- 208 pages
- English
- ePUB (mobile friendly)
- Available on iOS & Android
About this book
A social historical reading of Hemingway through the lens of race
William Faulkner has long been considered the great racial interrogator of the early-twentieth-century South. In Hemingway, Race, and Art, author Marc Kevin Dudley suggests that Ernest Hemingway not only shared Faulkner's racial concerns but extended them beyond the South to encompass the entire nation. Though Hemingway wrote extensively about Native Americans and African Americans, always in the back of his mind was Africa. Dudley sees Hemingway's fascination with, and eventual push toward, the African continent as a grand experiment meant to both placate and comfort the white psyche, and to challenge and unsettle it, too.

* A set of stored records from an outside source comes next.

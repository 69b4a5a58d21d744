//! In-memory repositories for tests and single-process setups

use crate::error::StoreError;
use async_trait::async_trait;
use menudraft_domain::traits::{AttachmentRepository, JobRepository};
use menudraft_domain::{Attachment, AttachmentId, Draft, Job, JobId, JobStatus, NewJob};
use std::collections::HashMap;
use std::sync::{Mutex, MutexGuard, PoisonError};

fn lock<T>(mutex: &Mutex<T>) -> MutexGuard<'_, T> {
    mutex.lock().unwrap_or_else(PoisonError::into_inner)
}

/// Job repository held in a map behind one mutex
///
/// Every operation runs under the lock, so `claim` is atomic.
#[derive(Debug, Default)]
pub struct InMemoryJobStore {
    jobs: Mutex<HashMap<JobId, Job>>,
}

impl InMemoryJobStore {
    /// Create an empty store
    pub fn new() -> Self {
        Self::default()
    }

    /// Insert or replace a job record as-is
    pub fn insert(&self, job: Job) {
        lock(&self.jobs).insert(job.id, job);
    }

    /// Number of stored jobs
    pub fn len(&self) -> usize {
        lock(&self.jobs).len()
    }

    /// Whether the store holds no jobs
    pub fn is_empty(&self) -> bool {
        lock(&self.jobs).is_empty()
    }
}

#[async_trait]
impl JobRepository for InMemoryJobStore {
    type Error = StoreError;

    async fn create(&self, new_job: NewJob, now_ms: u64) -> Result<Job, Self::Error> {
        let job = Job::queued(new_job, now_ms);
        lock(&self.jobs).insert(job.id, job.clone());
        Ok(job)
    }

    async fn get(&self, id: JobId) -> Result<Option<Job>, Self::Error> {
        Ok(lock(&self.jobs).get(&id).cloned())
    }

    async fn claim(&self, id: JobId, now_ms: u64) -> Result<bool, Self::Error> {
        let mut jobs = lock(&self.jobs);
        match jobs.get_mut(&id) {
            Some(job) if job.status == JobStatus::Queued => {
                job.status = JobStatus::Processing;
                job.updated_at = now_ms;
                Ok(true)
            }
            _ => Ok(false),
        }
    }

    async fn update_status(
        &self,
        id: JobId,
        status: JobStatus,
        error: Option<String>,
        now_ms: u64,
    ) -> Result<(), Self::Error> {
        let mut jobs = lock(&self.jobs);
        let job = jobs
            .get_mut(&id)
            .ok_or_else(|| StoreError::NotFound(format!("job {}", id)))?;

        job.status = job.status.transition(status)?;
        job.error = error;
        job.updated_at = now_ms;
        Ok(())
    }

    async fn update_result(
        &self,
        id: JobId,
        extracted_text: String,
        draft: Draft,
        now_ms: u64,
    ) -> Result<(), Self::Error> {
        let mut jobs = lock(&self.jobs);
        let job = jobs
            .get_mut(&id)
            .ok_or_else(|| StoreError::NotFound(format!("job {}", id)))?;

        job.status = job.status.transition(JobStatus::Done)?;
        job.extracted_text = Some(extracted_text);
        job.draft = Some(draft);
        job.error = None;
        job.updated_at = now_ms;
        Ok(())
    }

    async fn requeue_stuck(&self, cutoff_ms: u64, now_ms: u64) -> Result<Vec<JobId>, Self::Error> {
        let mut jobs = lock(&self.jobs);
        let mut requeued = Vec::new();
        for job in jobs.values_mut() {
            if job.status == JobStatus::Processing && job.updated_at < cutoff_ms {
                job.status = JobStatus::Queued;
                job.updated_at = now_ms;
                requeued.push(job.id);
            }
        }
        requeued.sort();
        Ok(requeued)
    }
}

/// Attachment repository with metadata and bytes held in memory
#[derive(Debug, Default)]
pub struct InMemoryAttachmentStore {
    attachments: Mutex<HashMap<AttachmentId, Attachment>>,
    blobs: Mutex<HashMap<String, Vec<u8>>>,
}

impl InMemoryAttachmentStore {
    /// Create an empty store
    pub fn new() -> Self {
        Self::default()
    }

    /// Register an attachment and its bytes
    pub fn insert(&self, attachment: Attachment, bytes: impl Into<Vec<u8>>) {
        lock(&self.blobs).insert(attachment.storage_location.clone(), bytes.into());
        lock(&self.attachments).insert(attachment.id, attachment);
    }

    /// Drop the bytes behind a storage location, keeping the metadata
    pub fn remove_bytes(&self, storage_location: &str) {
        lock(&self.blobs).remove(storage_location);
    }
}

#[async_trait]
impl AttachmentRepository for InMemoryAttachmentStore {
    type Error = StoreError;

    async fn get(&self, id: AttachmentId) -> Result<Option<Attachment>, Self::Error> {
        Ok(lock(&self.attachments).get(&id).cloned())
    }

    async fn download_bytes(&self, storage_location: &str) -> Result<Vec<u8>, Self::Error> {
        lock(&self.blobs)
            .get(storage_location)
            .cloned()
            .ok_or_else(|| StoreError::NotFound(format!("attachment bytes at {}", storage_location)))
    }
}

#[cfg(test)]
mod tests {
    use super::*;

    fn new_job() -> NewJob {
        NewJob {
            org_id: "org-1".to_string(),
            attachment_id: AttachmentId::new(),
            provider: "heuristic".to_string(),
        }
    }

    #[tokio::test]
    async fn test_claim_only_once() {
        let store = InMemoryJobStore::new();
        let job = store.create(new_job(), 10).await.unwrap();

        assert!(store.claim(job.id, 20).await.unwrap());
        assert!(!store.claim(job.id, 30).await.unwrap());

        let stored = store.get(job.id).await.unwrap().unwrap();
        assert_eq!(stored.status, JobStatus::Processing);
        assert_eq!(stored.updated_at, 20);
    }

    #[tokio::test]
    async fn test_claim_unknown_job() {
        let store = InMemoryJobStore::new();
        assert!(!store.claim(JobId::new(), 0).await.unwrap());
    }

    #[tokio::test]
    async fn test_update_status_validates_transition() {
        let store = InMemoryJobStore::new();
        let job = store.create(new_job(), 0).await.unwrap();

        let result = store
            .update_status(job.id, JobStatus::Done, None, 1)
            .await;
        assert!(matches!(result, Err(StoreError::InvalidTransition(_))));
        assert_eq!(store.len(), 1);
    }

    #[tokio::test]
    async fn test_download_missing_bytes() {
        let store = InMemoryAttachmentStore::new();
        let result = store.download_bytes("nowhere").await;
        assert!(matches!(result, Err(StoreError::NotFound(_))));
    }
}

Twentieth-century white America was plagued by guilt in its dealings with Native Americans; simultaneously, it faced an increasingly dissatisfied African American populace. Marc Kevin Dudley demonstrates how Hemingway's interest in race was closely aligned to a national anxiety over a changing racial topography. Affected by his American pedigree, his masculinity, and his whiteness, Hemingway's treatment of race is characteristically complex, at once both a perpetuation of type and a questioning of white self-identity.
Hemingway, Race, and Art expands our understanding of Hemingway and his work and shows how race consciousness pervades the texts of one of America's most important and influential writers.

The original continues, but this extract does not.